Data excerpts

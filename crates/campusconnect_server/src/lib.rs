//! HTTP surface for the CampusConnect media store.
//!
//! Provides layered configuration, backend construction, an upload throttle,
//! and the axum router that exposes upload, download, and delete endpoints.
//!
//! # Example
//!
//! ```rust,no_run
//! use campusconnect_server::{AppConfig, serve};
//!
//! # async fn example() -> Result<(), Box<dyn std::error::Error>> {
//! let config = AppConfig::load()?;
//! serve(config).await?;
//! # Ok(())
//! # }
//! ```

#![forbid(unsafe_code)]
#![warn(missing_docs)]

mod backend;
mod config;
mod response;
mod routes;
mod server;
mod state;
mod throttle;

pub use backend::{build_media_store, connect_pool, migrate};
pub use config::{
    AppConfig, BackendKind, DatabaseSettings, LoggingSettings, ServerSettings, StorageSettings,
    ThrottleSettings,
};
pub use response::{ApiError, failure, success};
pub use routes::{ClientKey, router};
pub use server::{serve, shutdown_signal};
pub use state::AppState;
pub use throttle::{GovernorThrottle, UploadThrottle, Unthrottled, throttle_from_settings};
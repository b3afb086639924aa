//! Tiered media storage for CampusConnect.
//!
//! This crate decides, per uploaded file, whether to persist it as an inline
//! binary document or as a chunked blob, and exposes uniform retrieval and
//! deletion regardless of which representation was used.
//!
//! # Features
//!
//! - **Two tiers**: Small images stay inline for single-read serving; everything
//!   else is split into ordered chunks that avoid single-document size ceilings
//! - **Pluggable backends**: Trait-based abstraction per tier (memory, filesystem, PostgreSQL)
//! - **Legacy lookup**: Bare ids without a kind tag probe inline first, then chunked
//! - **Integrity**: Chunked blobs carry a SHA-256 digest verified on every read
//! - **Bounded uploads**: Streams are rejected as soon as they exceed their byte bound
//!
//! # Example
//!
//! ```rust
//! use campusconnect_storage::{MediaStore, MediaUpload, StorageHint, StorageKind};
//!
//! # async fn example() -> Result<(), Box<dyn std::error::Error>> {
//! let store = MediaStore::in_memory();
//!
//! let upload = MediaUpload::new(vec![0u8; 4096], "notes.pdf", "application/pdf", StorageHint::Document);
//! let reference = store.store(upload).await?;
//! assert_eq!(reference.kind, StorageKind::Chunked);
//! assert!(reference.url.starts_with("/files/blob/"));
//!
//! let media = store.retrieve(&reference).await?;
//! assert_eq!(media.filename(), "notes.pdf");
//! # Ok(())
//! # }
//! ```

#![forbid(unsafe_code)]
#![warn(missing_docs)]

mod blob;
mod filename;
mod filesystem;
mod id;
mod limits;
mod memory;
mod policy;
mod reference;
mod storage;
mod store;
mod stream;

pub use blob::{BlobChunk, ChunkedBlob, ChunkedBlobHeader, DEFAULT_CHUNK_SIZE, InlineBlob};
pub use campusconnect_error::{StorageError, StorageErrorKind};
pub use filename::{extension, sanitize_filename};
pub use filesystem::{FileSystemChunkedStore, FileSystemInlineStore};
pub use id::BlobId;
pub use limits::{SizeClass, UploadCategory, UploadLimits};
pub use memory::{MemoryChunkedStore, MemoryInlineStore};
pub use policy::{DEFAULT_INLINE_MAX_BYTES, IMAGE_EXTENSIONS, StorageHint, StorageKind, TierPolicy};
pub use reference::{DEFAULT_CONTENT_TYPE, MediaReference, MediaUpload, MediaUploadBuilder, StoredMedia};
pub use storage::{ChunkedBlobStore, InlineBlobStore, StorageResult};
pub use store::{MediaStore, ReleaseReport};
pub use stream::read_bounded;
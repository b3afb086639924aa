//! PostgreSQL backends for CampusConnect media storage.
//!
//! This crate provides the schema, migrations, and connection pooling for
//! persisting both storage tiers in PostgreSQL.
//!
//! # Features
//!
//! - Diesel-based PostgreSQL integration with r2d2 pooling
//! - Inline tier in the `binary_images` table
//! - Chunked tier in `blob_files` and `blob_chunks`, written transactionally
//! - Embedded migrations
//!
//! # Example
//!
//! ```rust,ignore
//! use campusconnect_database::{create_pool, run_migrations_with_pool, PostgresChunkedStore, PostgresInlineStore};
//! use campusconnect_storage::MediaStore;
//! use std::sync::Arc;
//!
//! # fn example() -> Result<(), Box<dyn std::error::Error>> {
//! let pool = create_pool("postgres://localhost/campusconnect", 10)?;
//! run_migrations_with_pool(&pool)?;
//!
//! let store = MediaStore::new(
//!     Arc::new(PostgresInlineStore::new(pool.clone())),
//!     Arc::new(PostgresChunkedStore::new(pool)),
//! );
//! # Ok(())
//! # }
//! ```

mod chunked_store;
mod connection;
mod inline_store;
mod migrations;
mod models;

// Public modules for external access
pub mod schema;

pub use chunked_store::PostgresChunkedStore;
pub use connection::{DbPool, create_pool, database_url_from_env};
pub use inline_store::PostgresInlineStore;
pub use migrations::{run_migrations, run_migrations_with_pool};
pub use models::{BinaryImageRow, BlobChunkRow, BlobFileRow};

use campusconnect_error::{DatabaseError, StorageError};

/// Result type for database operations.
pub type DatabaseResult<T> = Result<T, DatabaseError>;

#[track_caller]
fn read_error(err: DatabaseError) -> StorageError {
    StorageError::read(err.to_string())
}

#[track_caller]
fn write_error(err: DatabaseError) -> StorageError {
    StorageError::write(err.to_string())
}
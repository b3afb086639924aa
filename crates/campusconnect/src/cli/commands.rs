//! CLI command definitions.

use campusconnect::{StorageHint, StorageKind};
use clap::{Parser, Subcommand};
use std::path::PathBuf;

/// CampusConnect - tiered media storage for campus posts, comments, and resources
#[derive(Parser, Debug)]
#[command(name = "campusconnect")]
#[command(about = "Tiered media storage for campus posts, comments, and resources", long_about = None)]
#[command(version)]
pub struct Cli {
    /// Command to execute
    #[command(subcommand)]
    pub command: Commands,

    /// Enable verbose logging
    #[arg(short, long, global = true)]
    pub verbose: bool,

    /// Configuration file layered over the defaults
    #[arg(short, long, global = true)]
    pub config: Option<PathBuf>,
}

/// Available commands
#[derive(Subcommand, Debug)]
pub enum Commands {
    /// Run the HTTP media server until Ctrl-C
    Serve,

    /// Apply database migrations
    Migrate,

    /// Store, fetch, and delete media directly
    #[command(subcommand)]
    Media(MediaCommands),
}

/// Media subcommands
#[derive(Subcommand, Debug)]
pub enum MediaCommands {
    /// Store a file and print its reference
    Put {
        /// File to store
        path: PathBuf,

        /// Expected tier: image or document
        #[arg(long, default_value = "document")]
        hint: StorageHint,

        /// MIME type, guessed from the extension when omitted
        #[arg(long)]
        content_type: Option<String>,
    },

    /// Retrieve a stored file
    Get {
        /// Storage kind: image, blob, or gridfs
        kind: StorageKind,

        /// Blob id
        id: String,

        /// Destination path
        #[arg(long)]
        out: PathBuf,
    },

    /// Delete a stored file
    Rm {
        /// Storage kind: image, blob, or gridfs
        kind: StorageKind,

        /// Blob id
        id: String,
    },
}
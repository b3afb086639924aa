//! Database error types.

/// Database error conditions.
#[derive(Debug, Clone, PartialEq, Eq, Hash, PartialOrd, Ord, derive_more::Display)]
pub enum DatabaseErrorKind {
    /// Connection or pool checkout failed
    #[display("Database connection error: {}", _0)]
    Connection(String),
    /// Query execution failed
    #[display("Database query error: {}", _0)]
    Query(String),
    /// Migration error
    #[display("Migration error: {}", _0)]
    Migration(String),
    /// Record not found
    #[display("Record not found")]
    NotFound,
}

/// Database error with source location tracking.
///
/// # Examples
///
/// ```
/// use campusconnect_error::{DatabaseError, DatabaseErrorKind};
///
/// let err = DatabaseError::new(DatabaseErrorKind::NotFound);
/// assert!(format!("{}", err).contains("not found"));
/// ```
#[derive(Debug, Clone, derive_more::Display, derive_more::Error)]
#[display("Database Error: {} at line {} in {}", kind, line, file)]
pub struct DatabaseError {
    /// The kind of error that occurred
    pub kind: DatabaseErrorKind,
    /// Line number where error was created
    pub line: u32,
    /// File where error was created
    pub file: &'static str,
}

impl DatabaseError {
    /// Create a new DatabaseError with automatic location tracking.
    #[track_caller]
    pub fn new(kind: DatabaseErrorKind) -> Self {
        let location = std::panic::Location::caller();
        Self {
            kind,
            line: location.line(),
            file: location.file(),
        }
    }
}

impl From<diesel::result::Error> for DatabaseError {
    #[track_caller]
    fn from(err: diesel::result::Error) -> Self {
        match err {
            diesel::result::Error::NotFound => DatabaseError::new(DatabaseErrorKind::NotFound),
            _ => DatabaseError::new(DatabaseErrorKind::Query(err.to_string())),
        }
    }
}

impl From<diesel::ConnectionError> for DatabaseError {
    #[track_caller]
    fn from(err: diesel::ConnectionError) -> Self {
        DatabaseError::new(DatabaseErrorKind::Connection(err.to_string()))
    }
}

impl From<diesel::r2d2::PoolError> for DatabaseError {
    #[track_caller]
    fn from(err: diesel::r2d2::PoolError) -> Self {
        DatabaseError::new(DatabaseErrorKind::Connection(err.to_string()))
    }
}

==

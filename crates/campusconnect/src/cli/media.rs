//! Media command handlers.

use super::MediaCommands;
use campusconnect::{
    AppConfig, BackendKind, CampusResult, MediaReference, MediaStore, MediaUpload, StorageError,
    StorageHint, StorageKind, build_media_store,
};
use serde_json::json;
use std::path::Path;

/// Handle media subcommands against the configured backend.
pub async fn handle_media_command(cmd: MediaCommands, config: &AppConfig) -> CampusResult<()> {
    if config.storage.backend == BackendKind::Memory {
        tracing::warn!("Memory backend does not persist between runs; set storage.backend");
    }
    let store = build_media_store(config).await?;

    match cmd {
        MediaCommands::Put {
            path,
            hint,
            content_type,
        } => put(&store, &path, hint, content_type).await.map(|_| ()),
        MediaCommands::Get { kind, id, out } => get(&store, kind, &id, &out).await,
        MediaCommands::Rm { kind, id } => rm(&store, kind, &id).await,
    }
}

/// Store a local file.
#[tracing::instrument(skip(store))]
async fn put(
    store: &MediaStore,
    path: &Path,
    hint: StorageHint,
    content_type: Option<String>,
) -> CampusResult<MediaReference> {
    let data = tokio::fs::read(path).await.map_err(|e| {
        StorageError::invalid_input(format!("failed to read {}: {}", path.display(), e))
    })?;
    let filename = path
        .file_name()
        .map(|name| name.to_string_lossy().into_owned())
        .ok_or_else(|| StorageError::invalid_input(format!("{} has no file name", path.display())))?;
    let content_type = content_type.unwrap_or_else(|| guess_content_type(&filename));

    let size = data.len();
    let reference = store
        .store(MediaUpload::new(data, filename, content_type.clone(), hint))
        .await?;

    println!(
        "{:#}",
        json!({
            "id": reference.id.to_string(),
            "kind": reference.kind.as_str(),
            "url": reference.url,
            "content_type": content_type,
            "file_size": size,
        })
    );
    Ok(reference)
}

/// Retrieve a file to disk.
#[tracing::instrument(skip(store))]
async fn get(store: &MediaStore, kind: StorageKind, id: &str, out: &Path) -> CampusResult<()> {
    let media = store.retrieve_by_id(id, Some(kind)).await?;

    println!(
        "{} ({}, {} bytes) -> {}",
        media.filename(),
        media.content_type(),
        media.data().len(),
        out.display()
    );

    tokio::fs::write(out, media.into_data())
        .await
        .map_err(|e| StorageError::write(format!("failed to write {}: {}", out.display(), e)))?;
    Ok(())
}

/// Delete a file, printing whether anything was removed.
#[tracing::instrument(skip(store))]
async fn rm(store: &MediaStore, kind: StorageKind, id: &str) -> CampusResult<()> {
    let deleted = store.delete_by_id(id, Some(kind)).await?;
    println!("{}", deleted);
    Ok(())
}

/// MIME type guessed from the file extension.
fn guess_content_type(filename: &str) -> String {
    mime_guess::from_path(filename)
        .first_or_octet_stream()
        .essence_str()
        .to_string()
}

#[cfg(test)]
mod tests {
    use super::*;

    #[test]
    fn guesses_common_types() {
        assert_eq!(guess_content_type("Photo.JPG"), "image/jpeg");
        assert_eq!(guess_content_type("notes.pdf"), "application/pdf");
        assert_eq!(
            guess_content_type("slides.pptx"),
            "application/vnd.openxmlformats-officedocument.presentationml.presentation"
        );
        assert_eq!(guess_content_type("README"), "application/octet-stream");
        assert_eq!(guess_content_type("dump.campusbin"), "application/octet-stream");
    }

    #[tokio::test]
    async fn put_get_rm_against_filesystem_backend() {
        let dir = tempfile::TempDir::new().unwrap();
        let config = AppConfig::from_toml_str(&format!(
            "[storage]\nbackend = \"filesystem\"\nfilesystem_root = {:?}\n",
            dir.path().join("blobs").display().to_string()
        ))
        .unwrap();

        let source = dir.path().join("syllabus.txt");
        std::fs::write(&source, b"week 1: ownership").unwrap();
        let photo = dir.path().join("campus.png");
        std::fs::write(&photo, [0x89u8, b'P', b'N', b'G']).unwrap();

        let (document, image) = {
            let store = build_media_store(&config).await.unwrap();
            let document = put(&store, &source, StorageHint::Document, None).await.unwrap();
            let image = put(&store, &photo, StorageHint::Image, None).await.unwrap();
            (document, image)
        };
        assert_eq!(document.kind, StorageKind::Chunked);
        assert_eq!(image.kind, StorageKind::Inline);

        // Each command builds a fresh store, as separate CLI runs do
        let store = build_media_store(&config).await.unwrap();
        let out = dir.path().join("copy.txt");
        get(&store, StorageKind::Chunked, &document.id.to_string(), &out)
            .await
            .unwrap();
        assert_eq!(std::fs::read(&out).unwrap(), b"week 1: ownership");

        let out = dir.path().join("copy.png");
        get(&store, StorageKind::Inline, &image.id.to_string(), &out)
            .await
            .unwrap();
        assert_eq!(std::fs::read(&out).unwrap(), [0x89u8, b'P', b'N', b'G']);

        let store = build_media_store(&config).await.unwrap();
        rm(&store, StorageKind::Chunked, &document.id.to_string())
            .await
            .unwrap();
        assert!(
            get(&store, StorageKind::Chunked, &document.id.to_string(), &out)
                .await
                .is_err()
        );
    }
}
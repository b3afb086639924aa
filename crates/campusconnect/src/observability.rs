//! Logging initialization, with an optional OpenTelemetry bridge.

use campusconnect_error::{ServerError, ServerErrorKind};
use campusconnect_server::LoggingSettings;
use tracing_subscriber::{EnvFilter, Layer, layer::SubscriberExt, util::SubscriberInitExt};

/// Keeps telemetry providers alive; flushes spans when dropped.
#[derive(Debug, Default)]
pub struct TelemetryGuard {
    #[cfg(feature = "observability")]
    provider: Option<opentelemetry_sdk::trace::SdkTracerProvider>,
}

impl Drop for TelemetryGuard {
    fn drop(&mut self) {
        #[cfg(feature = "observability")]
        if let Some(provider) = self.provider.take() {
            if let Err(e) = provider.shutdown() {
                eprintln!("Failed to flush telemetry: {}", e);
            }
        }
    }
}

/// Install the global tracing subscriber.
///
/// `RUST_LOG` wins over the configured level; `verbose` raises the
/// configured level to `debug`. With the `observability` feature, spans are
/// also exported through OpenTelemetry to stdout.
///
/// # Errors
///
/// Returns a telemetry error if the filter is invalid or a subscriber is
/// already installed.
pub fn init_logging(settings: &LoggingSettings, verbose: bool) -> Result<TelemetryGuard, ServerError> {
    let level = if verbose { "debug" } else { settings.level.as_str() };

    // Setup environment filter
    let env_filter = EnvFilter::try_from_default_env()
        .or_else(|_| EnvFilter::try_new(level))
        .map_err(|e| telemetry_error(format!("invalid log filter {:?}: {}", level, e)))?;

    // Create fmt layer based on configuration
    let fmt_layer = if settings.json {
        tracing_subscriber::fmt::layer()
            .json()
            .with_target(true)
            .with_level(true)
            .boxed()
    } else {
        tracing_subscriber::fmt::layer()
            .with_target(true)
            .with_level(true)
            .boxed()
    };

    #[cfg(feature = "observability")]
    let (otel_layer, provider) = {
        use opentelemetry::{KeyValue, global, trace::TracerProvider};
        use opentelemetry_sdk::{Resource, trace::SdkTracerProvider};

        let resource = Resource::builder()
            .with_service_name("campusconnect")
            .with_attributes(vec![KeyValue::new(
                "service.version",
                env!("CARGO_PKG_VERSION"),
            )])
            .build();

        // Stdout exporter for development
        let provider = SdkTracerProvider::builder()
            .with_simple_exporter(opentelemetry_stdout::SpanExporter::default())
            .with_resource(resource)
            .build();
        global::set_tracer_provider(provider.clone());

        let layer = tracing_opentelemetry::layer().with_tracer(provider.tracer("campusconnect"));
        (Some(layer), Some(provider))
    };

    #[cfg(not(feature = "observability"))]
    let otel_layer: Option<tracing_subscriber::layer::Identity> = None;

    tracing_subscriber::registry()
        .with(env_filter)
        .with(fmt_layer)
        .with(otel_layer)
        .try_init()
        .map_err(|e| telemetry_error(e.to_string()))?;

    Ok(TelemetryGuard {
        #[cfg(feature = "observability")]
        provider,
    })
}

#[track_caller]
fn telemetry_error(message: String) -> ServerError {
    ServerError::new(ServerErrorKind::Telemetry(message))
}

...

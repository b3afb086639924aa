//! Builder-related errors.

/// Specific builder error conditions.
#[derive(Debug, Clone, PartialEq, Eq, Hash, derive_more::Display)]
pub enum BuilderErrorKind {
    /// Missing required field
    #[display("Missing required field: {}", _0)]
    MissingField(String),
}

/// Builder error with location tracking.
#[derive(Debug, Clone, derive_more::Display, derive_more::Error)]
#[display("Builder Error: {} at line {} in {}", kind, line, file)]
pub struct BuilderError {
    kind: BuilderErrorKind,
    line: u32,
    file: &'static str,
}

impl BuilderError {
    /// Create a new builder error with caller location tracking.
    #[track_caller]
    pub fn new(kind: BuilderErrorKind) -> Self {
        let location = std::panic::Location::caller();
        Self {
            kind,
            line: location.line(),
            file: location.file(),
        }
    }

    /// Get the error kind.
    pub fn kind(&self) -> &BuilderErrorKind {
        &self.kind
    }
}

What to work on
Search the material for the word "PostgresChunkedStore" and copy every matching line.

Solution below
//! use campusconnect_database::{create_pool, run_migrations_with_pool, PostgresChunkedStore, PostgresInlineStore};
//!     Arc::new(PostgresChunkedStore::new(pool)),
pub use chunked_store::PostgresChunkedStore;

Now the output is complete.